__EXERCISE DIRECTIONS__.
Copy out exactly the lines from the start of the data to the line containing "let mut large = Vec::new();". Include both.

Saved data entries:
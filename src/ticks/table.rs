//! Tick interval table built from calendar-like subdivisions.
//!
//! Each subdivision unit (a major step and how many finer sub-units it holds)
//! contributes one level per integer divisor of its count. With 30 fps the
//! frame unit yields minor ticks every 1, 2, 3, 5, 6, 10, 15 and 30 frames.

use tracing::warn;

use crate::core::time::{constants, TimeValue};

/// A major step and the number of finer sub-units it is divided into,
/// e.g. one second holding `fps` frames, or one minute holding 60 seconds
#[derive(Debug, Clone, Copy, PartialEq, Eq)]
pub struct SubdivisionUnit {
    pub major_unit: TimeValue,
    pub count: u32,
}

impl SubdivisionUnit {
    pub fn new(major_unit: TimeValue, count: u32) -> Self {
        Self { major_unit, count }
    }
}

/// One granularity of grid
#[derive(Debug, Clone, Copy, PartialEq, Eq)]
pub struct TickIntervalLevel {
    /// Distance between major ticks
    pub major: TimeValue,
    /// Distance between minor ticks
    pub minor: TimeValue,
    /// Sub-units of the parent unit covered by one minor tick
    pub divisor: u32,
    /// Minor ticks per major tick
    pub subdivisions: u32,
}

/// Levels ordered from finest to coarsest
#[derive(Debug, Clone, PartialEq, Eq)]
pub struct TickIntervalTable {
    levels: Vec<TickIntervalLevel>,
}

/// Integer divisors of `n`, ascending. Zero has none.
pub fn divisors(n: u32) -> Vec<u32> {
    let mut small = Vec::new();
    let mut large = Vec::new();
    let mut candidate: u32 = 1;
    while u64::from(candidate) * u64::from(candidate) <= u64::from(n) {
        if n % candidate == 0 {
            small.push(candidate);
            if candidate != n / candidate {
                large.push(n / candidate);
            }
        }
        candidate += 1;
    }
    small.extend(large.into_iter().rev());
    small
}

impl TickIntervalTable {
    /// Build levels from units given finest first.
    ///
    /// For a unit `(major_unit, count)` every divisor `d` of `count` becomes a
    /// level with minor step `major_unit * d / count`.
    pub fn build(units: &[SubdivisionUnit]) -> Self {
        let mut levels = Vec::new();
        for unit in units {
            if unit.count == 0 || !unit.major_unit.is_positive() {
                warn!(
                    major_unit = %unit.major_unit,
                    count = unit.count,
                    "skipping empty subdivision unit"
                );
                continue;
            }
            for divisor in divisors(unit.count) {
                levels.push(TickIntervalLevel {
                    major: unit.major_unit,
                    minor: unit
                        .major_unit
                        .mul_ratio(i64::from(divisor), i64::from(unit.count)),
                    divisor,
                    subdivisions: unit.count / divisor,
                });
            }
        }
        Self { levels }
    }

    /// Calendar hierarchy: frames in a second, seconds in a minute, minutes in
    /// an hour, hours in a day
    pub fn for_frame_rate(fps: u32) -> Self {
        Self::build(&Self::calendar_units(fps))
    }

    pub fn calendar_units(fps: u32) -> [SubdivisionUnit; 4] {
        [
            SubdivisionUnit::new(TimeValue::ONE, fps),
            SubdivisionUnit::new(TimeValue::from_secs(constants::SECONDS_PER_MINUTE), 60),
            SubdivisionUnit::new(TimeValue::from_secs(constants::SECONDS_PER_HOUR), 60),
            SubdivisionUnit::new(TimeValue::from_secs(constants::SECONDS_PER_DAY), 24),
        ]
    }

    pub fn levels(&self) -> &[TickIntervalLevel] {
        &self.levels
    }

    pub fn get(&self, index: usize) -> Option<&TickIntervalLevel> {
        self.levels.get(index)
    }

    pub fn len(&self) -> usize {
        self.levels.len()
    }

    pub fn is_empty(&self) -> bool {
        self.levels.is_empty()
    }

    pub fn finest(&self) -> Option<&TickIntervalLevel> {
        self.levels.first()
    }

    pub fn coarsest(&self) -> Option<&TickIntervalLevel> {
        self.levels.last()
    }

    /// Minor divisors listed for one major unit, in table order
    pub fn minor_divisors(&self, major_unit: TimeValue) -> Vec<u32> {
        self.levels
            .iter()
            .filter(|level| level.major == major_unit)
            .map(|level| level.divisor)
            .collect()
    }
}

#[cfg(test)]
mod tests {
    use super::*;

    #[test]
    fn test_divisors() {
        assert_eq!(divisors(30), vec![1, 2, 3, 5, 6, 10, 15, 30]);
        assert_eq!(divisors(60), vec![1, 2, 3, 4, 5, 6, 10, 12, 15, 20, 30, 60]);
        assert_eq!(divisors(24), vec![1, 2, 3, 4, 6, 8, 12, 24]);
        assert_eq!(divisors(25), vec![1, 5, 25]);
        assert_eq!(divisors(1), vec![1]);
        assert!(divisors(0).is_empty());
    }

    #[test]
    fn test_divisors_match_brute_force() {
        for n in 1..=240u32 {
            let expected: Vec<u32> = (1..=n).filter(|d| n % d == 0).collect();
            assert_eq!(divisors(n), expected, "divisors of {}", n);
        }
    }

    #[test]
    fn test_frame_levels_for_30_fps() {
        let table = TickIntervalTable::for_frame_rate(30);
        assert_eq!(table.minor_divisors(TimeValue::ONE), vec![1, 2, 3, 5, 6, 10, 15, 30]);

        let finest = table.finest().unwrap();
        assert_eq!(finest.major, TimeValue::ONE);
        assert_eq!(finest.minor, "0.03333333".parse().unwrap());
        assert_eq!(finest.subdivisions, 30);
    }

    #[test]
    fn test_calendar_table_shape() {
        let table = TickIntervalTable::for_frame_rate(24);
        // 8 frame levels, 12 + 12 for minute and hour units, 8 for the day
        assert_eq!(table.len(), 8 + 12 + 12 + 8);

        let coarsest = table.coarsest().unwrap();
        assert_eq!(coarsest.major, TimeValue::from_secs(86_400));
        assert_eq!(coarsest.minor, TimeValue::from_secs(86_400));
        assert_eq!(coarsest.subdivisions, 1);

        let minute_levels: Vec<TimeValue> = table
            .levels()
            .iter()
            .filter(|level| level.major == TimeValue::from_secs(60))
            .map(|level| level.minor)
            .collect();
        assert_eq!(minute_levels[0], TimeValue::ONE);
        assert_eq!(minute_levels[6], TimeValue::from_secs(10));
    }

    #[test]
    fn test_levels_never_get_finer() {
        let table = TickIntervalTable::for_frame_rate(30);
        for pair in table.levels().windows(2) {
            assert!(pair[0].minor <= pair[1].minor);
            assert!(pair[0].major <= pair[1].major);
        }
    }

    #[test]
    fn test_empty_units_skipped() {
        let table = TickIntervalTable::build(&[
            SubdivisionUnit::new(TimeValue::ONE, 0),
            SubdivisionUnit::new(TimeValue::from_secs(60), 4),
        ]);
        assert_eq!(table.len(), 3);
        assert_eq!(table.minor_divisors(TimeValue::ONE), Vec::<u32>::new());
    }
}
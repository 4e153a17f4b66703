//! Authenticated caller identity.

use std::collections::BTreeSet;

use serde::{Deserialize, Serialize};

/// Already-verified caller identity: a subject and its role strings.
///
/// Token parsing and verification happen upstream; the runtime only reads
/// the roles.
#[derive(Clone, Debug, Default, PartialEq, Eq, Serialize, Deserialize)]
pub struct Identity {
    subject: String,
    #[serde(default, skip_serializing_if = "BTreeSet::is_empty")]
    roles: BTreeSet<String>,
}

impl Identity {
    /// Creates an identity with no roles.
    #[must_use]
    pub fn new(subject: impl Into<String>) -> Self {
        Self {
            subject: subject.into(),
            roles: BTreeSet::new(),
        }
    }

    /// Adds a role, ignoring empty or whitespace-only strings.
    #[must_use]
    pub fn with_role(mut self, role: impl Into<String>) -> Self {
        self.add_role(role);
        self
    }

    /// Adds multiple roles.
    #[must_use]
    pub fn with_roles<I, S>(mut self, roles: I) -> Self
    where
        I: IntoIterator<Item = S>,
        S: Into<String>,
    {
        for role in roles {
            self.add_role(role);
        }
        self
    }

    /// Adds a role in place, ignoring empty or whitespace-only strings.
    pub fn add_role(&mut self, role: impl Into<String>) {
        let role = role.into();
        if !role.trim().is_empty() {
            self.roles.insert(role);
        }
    }

    /// Returns the subject identifier.
    #[must_use]
    pub fn subject(&self) -> &str {
        &self.subject
    }

    /// Returns the role set.
    #[must_use]
    pub fn roles(&self) -> &BTreeSet<String> {
        &self.roles
    }

    /// Returns `true` when a role matches `role`, ignoring ASCII case.
    #[must_use]
    pub fn has_role(&self, role: &str) -> bool {
        self.roles
            .iter()
            .any(|held| held.trim().eq_ignore_ascii_case(role.trim()))
    }
}

#[cfg(test)]
mod tests {
    use super::*;

    #[test]
    fn blank_roles_are_ignored() {
        let identity = Identity::new("alice").with_roles(["admin", " ", ""]);
        assert_eq!(identity.roles().len(), 1);
        assert_eq!(identity.subject(), "alice");
    }

    #[test]
    fn role_lookup_ignores_case() {
        let identity = Identity::new("bob").with_role("Premium");
        assert!(identity.has_role("premium"));
        assert!(!identity.has_role("admin"));
    }
}
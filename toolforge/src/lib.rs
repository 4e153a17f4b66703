//! Plugin runtime facade.
//!
//! Depend on this crate via `cargo add toolforge`. It bundles the runtime
//! crates behind feature flags so hosts can pull in only the pieces they
//! use. Tool authors usually need nothing beyond [`tools`] and
//! [`primitives`].

#![warn(missing_docs, clippy::pedantic)]

/// Re-export shared primitives for convenience.
pub use toolforge_primitives as primitives;

/// Tool contract, provider registration, and registry.
pub use toolforge_tools as tools;

/// Registers a provider factory under an id archives can name.
pub use toolforge_tools::provider;

/// Archive loading, dispatch, and the runtime object (enabled by `kernel` feature).
#[cfg(feature = "kernel")]
pub use toolforge_kernel as kernel;

/// Access policy evaluation (enabled by `policy` feature).
#[cfg(feature = "policy")]
pub use toolforge_policy as policy;

/// Tracing setup (enabled by `telemetry` feature).
#[cfg(feature = "telemetry")]
pub use toolforge_telemetry as telemetry;

/// Configuration management (enabled by `config` feature).
#[cfg(feature = "config")]
pub use toolforge_config as config;

#[cfg(feature = "bootstrap")]
mod bootstrap;

#[cfg(feature = "bootstrap")]
pub use bootstrap::bootstrap;

/// Common imports for tool authors and hosts.
pub mod prelude {
    pub use toolforge_primitives::{
        AccessLevel, FieldMap, Identity, Tier, ToolDescriptor, ToolName,
    };
    pub use toolforge_tools::{ProviderContext, Tool, ToolError, ToolResult, output, provider};

    #[cfg(feature = "kernel")]
    pub use toolforge_kernel::{
        DispatchError, DispatchService, LoadError, LoadReport, PluginRuntime, ToolCatalog,
    };
}
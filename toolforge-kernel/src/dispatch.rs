//! Access-checked invocation of registered tools.

use std::fmt;
use std::sync::Arc;

use toolforge_policy::{AccessDecision, AccessPolicy};
use toolforge_primitives::{FieldMap, Identity};
use toolforge_tools::{PluginRegistry, guarded, output};
use tracing::{debug, error, warn};

use crate::error::{DispatchError, DispatchResult};

/// Routes calls by tool name after an access check.
///
/// Tool failures never escape as errors. A tool that returns an error or
/// panics yields a failure output with a generic message, and the detail is
/// only logged.
#[derive(Clone)]
pub struct DispatchService {
    registry: Arc<PluginRegistry>,
    policy: Arc<dyn AccessPolicy>,
}

impl DispatchService {
    /// Creates a dispatcher over `registry`, checking calls with `policy`.
    #[must_use]
    pub fn new(registry: Arc<PluginRegistry>, policy: Arc<dyn AccessPolicy>) -> Self {
        Self { registry, policy }
    }

    /// Returns the registry calls are routed through.
    #[must_use]
    pub fn registry(&self) -> &Arc<PluginRegistry> {
        &self.registry
    }

    /// Returns the access policy in force.
    #[must_use]
    pub fn policy(&self) -> &Arc<dyn AccessPolicy> {
        &self.policy
    }

    /// Invokes the tool registered under `name` on behalf of `identity`.
    ///
    /// The entry is resolved once and held for the whole call, so a
    /// concurrent unload or replacement neither affects the call nor releases
    /// its isolation context early.
    ///
    /// # Errors
    ///
    /// Returns [`DispatchError::NotFound`] when no tool has that name and
    /// [`DispatchError::AccessDenied`] when the caller's tier falls short of
    /// the tool's required level.
    pub fn process(
        &self,
        name: &str,
        identity: Option<&Identity>,
        input: FieldMap,
    ) -> DispatchResult<FieldMap> {
        let Some(entry) = self.registry.entry(name) else {
            debug!(tool = name, "dispatch to unknown tool");
            return Err(DispatchError::NotFound { name: name.into() });
        };

        let descriptor = entry.descriptor();
        let tier = self.policy.tier_of(identity);
        let required = self.policy.required_level_of(descriptor.as_deref());
        if let AccessDecision::Deny { tier, required } = self.policy.decide(tier, required) {
            warn!(
                tool = name,
                subject = identity.map(Identity::subject),
                %tier,
                %required,
                "tool access denied"
            );
            return Err(DispatchError::AccessDenied { tier, required });
        }

        debug!(
            tool = name,
            subject = identity.map(Identity::subject),
            %tier,
            %required,
            context = %entry.context_id(),
            "dispatching tool call"
        );

        match guarded(|| entry.instance().process(input)) {
            Ok(output) => Ok(output),
            Err(err) => {
                error!(tool = name, error = %err, "tool failed to process request");
                Ok(output::failure(format!(
                    "tool `{name}` failed to process the request"
                )))
            }
        }
    }
}

impl fmt::Debug for DispatchService {
    fn fmt(&self, f: &mut fmt::Formatter<'_>) -> fmt::Result {
        f.debug_struct("DispatchService")
            .field("tools", &self.registry.len())
            .finish_non_exhaustive()
    }
}

#[cfg(test)]
mod tests {
    use super::*;
    use std::path::PathBuf;

    use serde_json::json;
    use toolforge_policy::TierPolicy;
    use toolforge_primitives::{AccessLevel, Tier, ToolDescriptor, ToolName};
    use toolforge_tools::{IsolationContext, Tool, ToolError, ToolResult};

    enum Behavior {
        Echo,
        Fail,
        Panic,
    }

    struct Fixture {
        name: &'static str,
        level: Option<AccessLevel>,
        behavior: Behavior,
    }

    impl Tool for Fixture {
        fn name(&self) -> &str {
            self.name
        }

        fn metadata(&self) -> ToolResult<ToolDescriptor> {
            match self.level {
                Some(level) => ToolDescriptor::builder(self.name)
                    .access_level(level)
                    .build()
                    .map_err(|err| ToolError::invalid_metadata(err.to_string())),
                None => Err(ToolError::invalid_metadata("metadata unavailable")),
            }
        }

        fn process(&self, input: FieldMap) -> ToolResult<FieldMap> {
            match self.behavior {
                Behavior::Echo => Ok(output::success(input)),
                Behavior::Fail => Err(ToolError::execution("secret backend detail")),
                Behavior::Panic => panic!("tool exploded"),
            }
        }
    }

    fn service(tools: Vec<Fixture>) -> DispatchService {
        let registry = Arc::new(PluginRegistry::new());
        let context =
            IsolationContext::builder("fixtures", PathBuf::from("fixtures.tpk"), FieldMap::new())
                .build();
        for tool in tools {
            let name = ToolName::new(tool.name).unwrap();
            registry.put(name, Arc::new(tool), Arc::clone(&context));
        }
        DispatchService::new(registry, Arc::new(TierPolicy::default()))
    }

    fn input() -> FieldMap {
        let mut input = FieldMap::new();
        input.insert("value".into(), json!(42));
        input
    }

    #[test]
    fn unknown_tool_is_not_found() {
        let service = service(Vec::new());
        let err = service.process("ghost", None, FieldMap::new()).unwrap_err();
        assert_eq!(err, DispatchError::NotFound { name: "ghost".into() });
    }

    #[test]
    fn admin_tool_denies_lower_tiers() {
        let service = service(vec![Fixture {
            name: "purge",
            level: Some(AccessLevel::Admin),
            behavior: Behavior::Echo,
        }]);

        let err = service.process("purge", None, input()).unwrap_err();
        assert_eq!(
            err,
            DispatchError::AccessDenied {
                tier: Tier::Anonymous,
                required: AccessLevel::Admin
            }
        );

        let premium = Identity::new("p").with_role("premium");
        assert_eq!(
            service.process("purge", Some(&premium), input()).unwrap_err().status_code(),
            403
        );

        let admin = Identity::new("root").with_role("admin");
        let output = service.process("purge", Some(&admin), input()).unwrap();
        assert_eq!(output["value"], json!(42));
        assert!(output::is_success(&output));
    }

    #[test]
    fn missing_descriptor_falls_back_to_normal() {
        let service = service(vec![Fixture {
            name: "flaky",
            level: None,
            behavior: Behavior::Echo,
        }]);

        let caller = Identity::new("u").with_role("viewer");
        assert!(service.process("flaky", Some(&caller), input()).is_ok());
        assert!(service.process("flaky", None, input()).is_ok());
    }

    #[test]
    fn tool_errors_become_generic_failures() {
        let service = service(vec![Fixture {
            name: "broken",
            level: Some(AccessLevel::Normal),
            behavior: Behavior::Fail,
        }]);

        let output = service.process("broken", None, input()).unwrap();
        assert!(!output::is_success(&output));
        let message = output::error_message(&output).unwrap();
        assert_eq!(message, "tool `broken` failed to process the request");
        assert!(!message.contains("secret"));
    }

    #[test]
    fn tool_panics_become_failures() {
        let service = service(vec![Fixture {
            name: "boom",
            level: Some(AccessLevel::Normal),
            behavior: Behavior::Panic,
        }]);

        let output = service.process("boom", None, input()).unwrap();
        assert_eq!(output["success"], json!(false));
        assert_eq!(
            output::error_message(&output),
            Some("tool `boom` failed to process the request")
        );
    }
}
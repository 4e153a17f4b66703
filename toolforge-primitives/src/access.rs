//! Required access levels and caller tiers.

use std::fmt::{self, Display, Formatter};

use serde::{Deserialize, Deserializer, Serialize};
use serde_json::Value;

/// Minimum tier a tool demands from its callers.
///
/// Declared levels outside the three valid values are coerced to
/// [`AccessLevel::Normal`], both when parsing and when deserializing a
/// descriptor. Missing levels behave the same way.
#[derive(Debug, Clone, Copy, Default, PartialEq, Eq, PartialOrd, Ord, Hash, Serialize)]
#[serde(rename_all = "lowercase")]
pub enum AccessLevel {
    /// Any caller may invoke the tool.
    #[default]
    Normal,
    /// Premium and admin callers only.
    Premium,
    /// Admin callers only.
    Admin,
}

impl AccessLevel {
    /// All valid levels, least restrictive first.
    pub const ALL: [Self; 3] = [Self::Normal, Self::Premium, Self::Admin];

    /// Parses a declared level, ignoring ASCII case and surrounding whitespace.
    #[must_use]
    pub fn parse(raw: &str) -> Option<Self> {
        let raw = raw.trim();
        Self::ALL
            .into_iter()
            .find(|level| level.as_str().eq_ignore_ascii_case(raw))
    }

    /// Coerces an optional declared level into the valid enumeration.
    ///
    /// Missing and unrecognised values fall back to [`AccessLevel::Normal`].
    #[must_use]
    pub fn coerce(raw: Option<&str>) -> Self {
        raw.and_then(Self::parse).unwrap_or_default()
    }

    /// Returns the canonical lowercase label.
    #[must_use]
    pub const fn as_str(self) -> &'static str {
        match self {
            Self::Normal => "normal",
            Self::Premium => "premium",
            Self::Admin => "admin",
        }
    }
}

impl Display for AccessLevel {
    fn fmt(&self, f: &mut Formatter<'_>) -> fmt::Result {
        f.write_str(self.as_str())
    }
}

impl<'de> Deserialize<'de> for AccessLevel {
    fn deserialize<D>(deserializer: D) -> Result<Self, D::Error>
    where
        D: Deserializer<'de>,
    {
        let raw = Option::<Value>::deserialize(deserializer)?;
        Ok(Self::coerce(raw.as_ref().and_then(Value::as_str)))
    }
}

/// Authorization level of a caller, derived from its roles.
///
/// The ordering is total: `Anonymous < Normal < Premium < Admin`.
#[derive(Debug, Clone, Copy, PartialEq, Eq, PartialOrd, Ord, Hash, Serialize, Deserialize)]
#[serde(rename_all = "lowercase")]
pub enum Tier {
    /// No identity, or an identity without roles.
    Anonymous,
    /// Authenticated caller without elevated roles.
    Normal,
    /// Caller holding a premium role.
    Premium,
    /// Caller holding an admin role.
    Admin,
}

impl Tier {
    /// All tiers, narrowest first.
    pub const ALL: [Self; 4] = [Self::Anonymous, Self::Normal, Self::Premium, Self::Admin];

    /// Returns the canonical lowercase label.
    #[must_use]
    pub const fn as_str(self) -> &'static str {
        match self {
            Self::Anonymous => "anonymous",
            Self::Normal => "normal",
            Self::Premium => "premium",
            Self::Admin => "admin",
        }
    }
}

impl Display for Tier {
    fn fmt(&self, f: &mut Formatter<'_>) -> fmt::Result {
        f.write_str(self.as_str())
    }
}
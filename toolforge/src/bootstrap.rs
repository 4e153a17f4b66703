//! One-call host startup.

use std::path::Path;

use anyhow::{Context, Result};
use toolforge_config::RuntimeConfig;
use toolforge_kernel::{LoadReport, PluginRuntime};
use tracing::info;

/// Loads configuration, installs tracing, builds the runtime, and performs
/// the initial archive load.
///
/// Configuration comes from `config_path` when given, otherwise defaults,
/// with `TOOLFORGE_*` environment overrides applied on top. Archives that
/// fail to load are reported, not fatal.
///
/// # Errors
///
/// Fails when the configuration cannot be read or is invalid, when the log
/// filter is invalid, or when the configured role names are rejected.
pub async fn bootstrap(config_path: Option<&Path>) -> Result<(PluginRuntime, LoadReport)> {
    let config = RuntimeConfig::load(config_path)?;
    toolforge_telemetry::init_tracing(&config.log_filter)?;

    let runtime =
        PluginRuntime::from_config(config).context("invalid access configuration")?;
    info!(
        providers = runtime.providers().len(),
        dir = %runtime.config().plugin_dir.display(),
        "plugin runtime starting"
    );

    let report = runtime.start().await;
    Ok((runtime, report))
}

__TASK SOLUTION__.
filename src/ticks/table.rs
//! Tick interval table built from calendar-like subdivisions.
//!
//! Each subdivision unit (a major step and how many finer sub-units it holds)
//! contributes one level per integer divisor of its count. With 30 fps the
//! frame unit yields minor ticks every 1, 2, 3, 5, 6, 10, 15 and 30 frames.

use tracing::warn;

use crate::core::time::{constants, TimeValue};

/// A major step and the number of finer sub-units it is divided into,
/// e.g. one second holding `fps` frames, or one minute holding 60 seconds
#[derive(Debug, Clone, Copy, PartialEq, Eq)]
pub struct SubdivisionUnit {
    pub major_unit: TimeValue,
    pub count: u32,
}

impl SubdivisionUnit {
    pub fn new(major_unit: TimeValue, count: u32) -> Self {
        Self { major_unit, count }
    }
}

/// One granularity of grid
#[derive(Debug, Clone, Copy, PartialEq, Eq)]
pub struct TickIntervalLevel {
    /// Distance between major ticks
    pub major: TimeValue,
    /// Distance between minor ticks
    pub minor: TimeValue,
    /// Sub-units of the parent unit covered by one minor tick
    pub divisor: u32,
    /// Minor ticks per major tick
    pub subdivisions: u32,
}

/// Levels ordered from finest to coarsest
#[derive(Debug, Clone, PartialEq, Eq)]
pub struct TickIntervalTable {
    levels: Vec<TickIntervalLevel>,
}

/// Integer divisors of `n`, ascending. Zero has none.
pub fn divisors(n: u32) -> Vec<u32> {
    let mut small = Vec::new();
    let mut large = Vec::new();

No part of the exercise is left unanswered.